Mother and daughter both received treatment at HMH and are patients of Dr. Graham. Diaz had surgery, what she calls “top shelf” chemotherapy, and radiation. Grullon had AC (adriamycin and cyclophosphamide), a common chemotherapy regimen usually given for localized breast cancers. It is a combination of two chemotherapy medicines: Doxorubicin (Adriamycin) Cyclophosphamide (Cytoxan). She did that treatment for four rounds and then did a second level for eight weeks of PERJETA® (pertuzumab), a prescription medicine approved for use in combination with Herceptin® (trastuzumab) and docetaxel in people who have HER2-positive breast cancer that has spread to different parts of the body (metastatic). Grullon also had surgery, a double mastectomy. She had some benign fibroid findings in the right breast and the left breast was too small to save because of the tumor size. She had expanders put in to prepare her breast tissue for reconstructive surgery. She’s still wearing them a year and a half later because of an infection in her right breast that delayed the process. Grullon also had radiation treatment.

Mother and daughter both expressed how a positive mindset and good energy helped them heal. Grullon said watching her mother be strong through her process and see how treatment did not produce the side effects she imagined from the movies, gave her confidence to beat her breast cancer. They had knowledge about breast cancer the second time around and they said that made such a difference. They knew what to do, who to see, and what to expect. Awareness is key, she added.

The two celebrated life with trips to the Mediterranean and Puerto Rico and plan another trip once Grullon’s journey is complete.

Their shared experience has made them closer and they look forward to being cancer free for years to come. 

Breast Cancer Facts in This Story:

HER2-positive Breast Cancer:

HER2-positive breast cancer is a breast cancer that tests positive for a protein called human epidermal growth factor receptor 2 (HER2). This protein is known to promote the growth of cancer cells. In about one of every five breast cancers, the cancer cells have extra copies of the gene that makes the HER2 protein.

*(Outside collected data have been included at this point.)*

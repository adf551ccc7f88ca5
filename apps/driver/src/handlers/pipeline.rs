use crate::error::{PipelineError, Result};
use crate::handlers::{images, lint, setup, testing};
use crate::models::environment::Environment;
use crate::models::run_config::RunConfig;
use crate::models::settings::Settings;
use crate::services::runner::{CommandRunner, CommandSpec};
use crate::services::version;
use std::path::{Path, PathBuf};
use tracing::info;

/// Everything a stage needs: what to do, where, and how to run commands.
#[derive(Debug)]
pub struct PipelineContext<'a> {
    pub config: &'a RunConfig,
    pub settings: &'a Settings,
    pub root: PathBuf,
    pub runner: &'a dyn CommandRunner,
    pub env: Environment,
}

impl PipelineContext<'_> {
    /// A command rooted at the project directory.
    #[must_use]
    pub fn command(&self, program: impl Into<String>) -> CommandSpec {
        CommandSpec::new(program).current_dir(&self.root)
    }

    #[must_use]
    pub fn root(&self) -> &Path {
        &self.root
    }
}

/// Runs the stages in their fixed order: validation, privileges, virtualenv,
/// lint, version, images, tests.
///
/// # Errors
/// Returns the first validation error or the first failing stage's error.
pub fn run_pipeline(mut ctx: PipelineContext<'_>) -> Result<()> {
    let registry = validate(&ctx)?;

    if ctx.config.run_tests {
        setup::cache_privileges(&ctx)?;
    }

    if ctx.config.manage_virtualenv {
        ctx.env = setup::recreate_virtualenv(&ctx)?;
    }

    if ctx.config.lint {
        lint::run_lint(&ctx)?;
    }

    let version =
        version::compute_version(ctx.runner, &ctx.env, &ctx.root, &ctx.config.version_suffix)?;
    println!("🏷️  Version: {version}");

    if ctx.config.build_and_push
        && let Some(registry) = registry.as_deref()
    {
        images::build_and_push(&ctx, registry, &version)?;
    }

    if ctx.config.run_tests {
        testing::run_tests(&ctx, registry.as_deref(), &version)?;
    }

    info!("Pipeline finished");
    Ok(())
}

/// Checks user input before anything with side effects runs.
///
/// Returns the normalized registry: surrounding whitespace and trailing `/` removed,
/// blank treated as absent.
fn validate(ctx: &PipelineContext<'_>) -> Result<Option<String>> {
    if ctx.config.run_tests {
        let tool = &ctx.settings.tests.required_tool;
        if ctx.env.locate(tool).is_none() {
            return Err(PipelineError::MissingTool {
                tool: tool.clone(),
                context: Some("required to run the test suite; pass --no-tests to skip it".into()),
            });
        }
    }

    let registry = ctx
        .config
        .registry
        .as_deref()
        .map(|r| r.trim().trim_end_matches('/'))
        .filter(|r| !r.is_empty())
        .map(str::to_owned);

    if ctx.config.build_and_push && registry.is_none() {
        return Err(PipelineError::MissingRegistry {
            context: Some("pass --registry REGISTRY".into()),
        });
    }
    Ok(registry)
}
//! # Pipeline driver
//!
//! Sequences the CI/test workflow of the application: optional virtualenv
//! setup, optional lint, version computation, optional image build and push,
//! and the test suite. All work is delegated to external programs through a
//! [`CommandRunner`](services::runner::CommandRunner); the first failure ends the run.

#![warn(rust_2018_idioms, unused_lifetimes)]
#![allow(clippy::print_stderr, clippy::print_stdout)]

pub mod error;
pub mod handlers;
pub mod models;
pub mod services;

use crate::error::{PipelineErrorExt, Result};
use crate::handlers::pipeline::{PipelineContext, run_pipeline};
use crate::models::args::Cli;
use crate::models::environment::Environment;
use crate::models::run_config::RunConfig;
use crate::models::settings::Settings;
use crate::services::runner::{CommandRunner, DryRunner, SystemRunner};
use tracing::debug;

/// Resolves the invocation and runs the pipeline in the current directory.
///
/// # Errors
/// Returns the first validation or stage error; see [`error::PipelineError::exit_code`].
pub fn run(cli: &Cli) -> Result<()> {
    let root = std::env::current_dir().context("Failed to resolve the working directory")?;
    let env = Environment::capture();
    let settings = Settings::load(&root, cli.config.as_deref(), &env)?;
    let config = RunConfig::from_cli(cli);
    debug!(?config, "Resolved run configuration");

    let dry_runner = DryRunner::default();
    let runner: &dyn CommandRunner = if config.dry_run { &dry_runner } else { &SystemRunner };

    run_pipeline(PipelineContext { config: &config, settings: &settings, root, runner, env })
}
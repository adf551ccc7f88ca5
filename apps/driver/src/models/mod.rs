pub mod args;
pub mod environment;
pub mod run_config;
pub mod settings;
//! Error taxonomy for archiving

use thiserror::Error;

use crate::value::ObjRef;

/// Errors raised while building, reducing or rendering an archive.
///
/// Every error surfaces synchronously from the entry point that caused it.
/// The engine holds no external resources, so discarding the in-memory state
/// is the only cleanup a caller ever needs.
#[derive(Debug, Error)]
pub enum ArchiveError {
    /// The children-edge relation contains a cycle. The whole build is aborted.
    #[error("archive contains cyclic dependencies: {}", path.join(" -> "))]
    Cycle { path: Vec<String> },

    /// A heuristic rename replaced a different number of occurrences than the
    /// template has value references.
    #[error("replacement {old}->{new}: expected {expected}, replaced {actual}")]
    ReplacementMismatch {
        old: String,
        new: String,
        expected: usize,
        actual: usize,
    },

    /// Two distinct objects were inserted under the same root name.
    #[error("object with name '{0}' already exists in archive")]
    NameCollision(String),

    /// A root name is not usable as a Python binding.
    #[error("invalid name '{name}': {reason}")]
    InvalidName { name: String, reason: &'static str },

    /// A template could not be parsed as a Python expression.
    #[error("failed to parse template `{template}`: {message}")]
    TemplateParse { template: String, message: String },

    /// No registered encoder accepts the value.
    #[error("no encoder accepts {0} values")]
    NoEncoder(String),

    /// An encoder rejected a value it had accepted.
    #[error("encoder failed: {0}")]
    Encode(String),

    /// An object handle does not belong to the heap.
    #[error("unknown object handle {0:?}")]
    UnknownObject(ObjRef),

    /// Graph bookkeeping is inconsistent.
    #[error("graph integrity violated: {0}")]
    Integrity(String),

    #[error("invalid configuration: {0}")]
    InvalidConfig(#[from] toml::de::Error),

    #[error("invalid object document: {0}")]
    InvalidDocument(String),
}

pub type Result<T, E = ArchiveError> = std::result::Result<T, E>;
//! Construction templates
//!
//! A template is a small Python expression tree. Child objects appear as
//! [`Template::Ref`] leaves and external symbols as [`Template::Symbol`]
//! leaves, so renaming and inlining are plain tree substitutions. Text that
//! only exists as source ([`Template::Source`]) is handed to the
//! [`TemplateRewriter`].

use std::fmt;

use crate::{
    error::Result,
    rewrite::{self, Replacements, TemplateRewriter},
    value::Scalar,
};

#[derive(Debug, Clone, PartialEq)]
pub enum Template {
    Literal(Scalar),
    /// Reference to a child object by its current name
    Ref(String),
    /// Reference to an imported symbol by its current alias
    Symbol(String),
    List(Vec<Template>),
    Tuple(Vec<Template>),
    Dict(Vec<(Template, Template)>),
    Call {
        func: Box<Template>,
        args: Vec<Template>,
        keywords: Vec<(String, Template)>,
    },
    Attribute {
        value: Box<Template>,
        attr: String,
    },
    /// Opaque Python expression source
    Source(String),
}

impl Template {
    pub fn reference(name: impl Into<String>) -> Self {
        Self::Ref(name.into())
    }

    pub fn symbol(alias: impl Into<String>) -> Self {
        Self::Symbol(alias.into())
    }

    pub fn source(text: impl Into<String>) -> Self {
        Self::Source(text.into())
    }

    pub fn call(func: Self, args: Vec<Self>) -> Self {
        Self::Call {
            func: Box::new(func),
            args,
            keywords: Vec::new(),
        }
    }

    #[must_use]
    pub fn keyword(self, name: impl Into<String>, value: Self) -> Self {
        match self {
            Self::Call {
                func,
                args,
                mut keywords,
            } => {
                keywords.push((name.into(), value));
                Self::Call {
                    func,
                    args,
                    keywords,
                }
            }
            other => Self::Call {
                func: Box::new(other),
                args: Vec::new(),
                keywords: vec![(name.into(), value)],
            },
        }
    }

    #[must_use]
    pub fn attr(self, attr: impl Into<String>) -> Self {
        Self::Attribute {
            value: Box::new(self),
            attr: attr.into(),
        }
    }

    /// Whether the rendered text can stand in any operand position without
    /// parentheses
    pub fn is_atomic(&self) -> bool {
        match self {
            Self::Literal(scalar) => scalar.is_atomic(),
            Self::Source(_) => false,
            _ => true,
        }
    }

    /// Number of value references to `name`
    pub fn count_references(&self, name: &str) -> usize {
        match self {
            Self::Ref(current) => usize::from(current == name),
            Self::Literal(_) | Self::Symbol(_) => 0,
            Self::Source(text) => rewrite::count_references(text, name),
            _ => self
                .subtemplates()
                .map(|template| template.count_references(name))
                .sum(),
        }
    }

    /// Rename child references with `refs` and symbol references with
    /// `symbols`, all at once.
    ///
    /// Source leaves cannot tell the two apart, so they receive the union.
    pub fn rename(
        &mut self,
        refs: &Replacements,
        symbols: &Replacements,
        rewriter: &TemplateRewriter,
    ) -> Result<()> {
        match self {
            Self::Ref(name) => {
                if let Some(new) = refs.get(name.as_str()) {
                    name.clone_from(new);
                }
            }
            Self::Symbol(alias) => {
                if let Some(new) = symbols.get(alias.as_str()) {
                    alias.clone_from(new);
                }
            }
            Self::Literal(_) => {}
            Self::Source(text) => {
                let mut combined = refs.clone();
                for (old, new) in symbols {
                    combined.entry(old.clone()).or_insert_with(|| new.clone());
                }
                *text = rewriter.rewrite(text, &combined)?;
            }
            _ => {
                for template in self.subtemplates_mut() {
                    template.rename(refs, symbols, rewriter)?;
                }
            }
        }
        Ok(())
    }

    /// Replace every reference to `name` with `replacement`
    pub fn inline(
        &mut self,
        name: &str,
        replacement: &Self,
        rewriter: &TemplateRewriter,
    ) -> Result<()> {
        match self {
            Self::Ref(current) if current == name => {
                *self = replacement.clone();
            }
            Self::Ref(_) | Self::Symbol(_) | Self::Literal(_) => {}
            Self::Source(text) => {
                let rendered = if replacement.is_atomic() {
                    replacement.to_string()
                } else {
                    format!("({replacement})")
                };
                let mut replacements = Replacements::default();
                replacements.insert(name.to_owned(), rendered);
                *text = rewriter.rewrite(text, &replacements)?;
            }
            _ => {
                for template in self.subtemplates_mut() {
                    template.inline(name, replacement, rewriter)?;
                }
            }
        }
        Ok(())
    }

    fn subtemplates(&self) -> Box<dyn Iterator<Item = &Self> + '_> {
        match self {
            Self::List(items) | Self::Tuple(items) => Box::new(items.iter()),
            Self::Dict(entries) => Box::new(entries.iter().flat_map(|(k, v)| [k, v])),
            Self::Call {
                func,
                args,
                keywords,
            } => Box::new(
                std::iter::once(func.as_ref())
                    .chain(args)
                    .chain(keywords.iter().map(|(_, value)| value)),
            ),
            Self::Attribute { value, .. } => Box::new(std::iter::once(value.as_ref())),
            Self::Literal(_) | Self::Ref(_) | Self::Symbol(_) | Self::Source(_) => {
                Box::new(std::iter::empty())
            }
        }
    }

    fn subtemplates_mut(&mut self) -> Box<dyn Iterator<Item = &mut Self> + '_> {
        match self {
            Self::List(items) | Self::Tuple(items) => Box::new(items.iter_mut()),
            Self::Dict(entries) => Box::new(entries.iter_mut().flat_map(|(k, v)| [k, v])),
            Self::Call {
                func,
                args,
                keywords,
            } => Box::new(
                std::iter::once(func.as_mut())
                    .chain(args.iter_mut())
                    .chain(keywords.iter_mut().map(|(_, value)| value)),
            ),
            Self::Attribute { value, .. } => Box::new(std::iter::once(value.as_mut())),
            Self::Literal(_) | Self::Ref(_) | Self::Symbol(_) | Self::Source(_) => {
                Box::new(std::iter::empty())
            }
        }
    }

    /// Render in a primary position (call target, attribute base)
    fn fmt_primary(&self, f: &mut fmt::Formatter<'_>) -> fmt::Result {
        let needs_parens = match self {
            Self::Literal(scalar) => scalar.is_number() || !scalar.is_atomic(),
            other => !other.is_atomic(),
        };
        if needs_parens {
            write!(f, "({self})")
        } else {
            write!(f, "{self}")
        }
    }
}

fn write_joined(f: &mut fmt::Formatter<'_>, items: &[Template]) -> fmt::Result {
    for (index, item) in items.iter().enumerate() {
        if index > 0 {
            f.write_str(", ")?;
        }
        write!(f, "{item}")?;
    }
    Ok(())
}

impl fmt::Display for Template {
    fn fmt(&self, f: &mut fmt::Formatter<'_>) -> fmt::Result {
        match self {
            Self::Literal(scalar) => write!(f, "{scalar}"),
            Self::Ref(name) | Self::Symbol(name) => f.write_str(name),
            Self::Source(text) => f.write_str(text),
            Self::List(items) => {
                f.write_str("[")?;
                write_joined(f, items)?;
                f.write_str("]")
            }
            Self::Tuple(items) => {
                f.write_str("(")?;
                write_joined(f, items)?;
                if items.len() == 1 {
                    f.write_str(",")?;
                }
                f.write_str(")")
            }
            Self::Dict(entries) => {
                f.write_str("{")?;
                for (index, (key, value)) in entries.iter().enumerate() {
                    if index > 0 {
                        f.write_str(", ")?;
                    }
                    write!(f, "{key}: {value}")?;
                }
                f.write_str("}")
            }
            Self::Call {
                func,
                args,
                keywords,
            } => {
                func.fmt_primary(f)?;
                f.write_str("(")?;
                write_joined(f, args)?;
                for (index, (name, value)) in keywords.iter().enumerate() {
                    if index > 0 || !args.is_empty() {
                        f.write_str(", ")?;
                    }
                    write!(f, "{name}={value}")?;
                }
                f.write_str(")")
            }
            Self::Attribute { value, attr } => {
                value.fmt_primary(f)?;
                write!(f, ".{attr}")
            }
        }
    }
}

HER2-positive breast cancers tend to be more aggressive than other types of breast cancer.

Triple Negative Breast Cancer:

Triple-negative breast cancer (TNBC) accounts for about 10-15% of all breast cancers. The term triple-negative breast cancer refers to the fact that the cancer cells don’t have estrogen or progesterone receptors (ER or PR) and don’t make any or too much of the protein called HER2. (The cells test “negative” on all 3 tests.) These cancers tend to be more common in women younger than age 40, who are Black, or who have a BRCA1 mutation.

TNBC differs from other types of invasive breast cancer in that it tends to grow and spread faster, has fewer treatment options, and tends to have a worse prognosis.

Genetic Testing:

Genes carry genetic coding and just as with other information in genes, mutations can be passed on from a parent to a child (inherited). Inherited gene mutations may also be called germline mutations.

For example, if a mother has a BRCA1 gene mutation, there’s a 50% chance her child will inherit the mutation and a 50% chance she won’t. The mother has two BRCA1 genes, one with a mutation and one with no mutation. The child gets one of your two BRCA1 genes from the mother and it’s random which copy. (The other BRCA1 gene from the father.)

What You Should Know:

It’s important to know that genetic testing can be an important piece of the breast cancer puzzle. However, it cannot replace self exams and routine screenings. Any time you notice a change in and around the breast tissue, it’s important to get it checked out right away.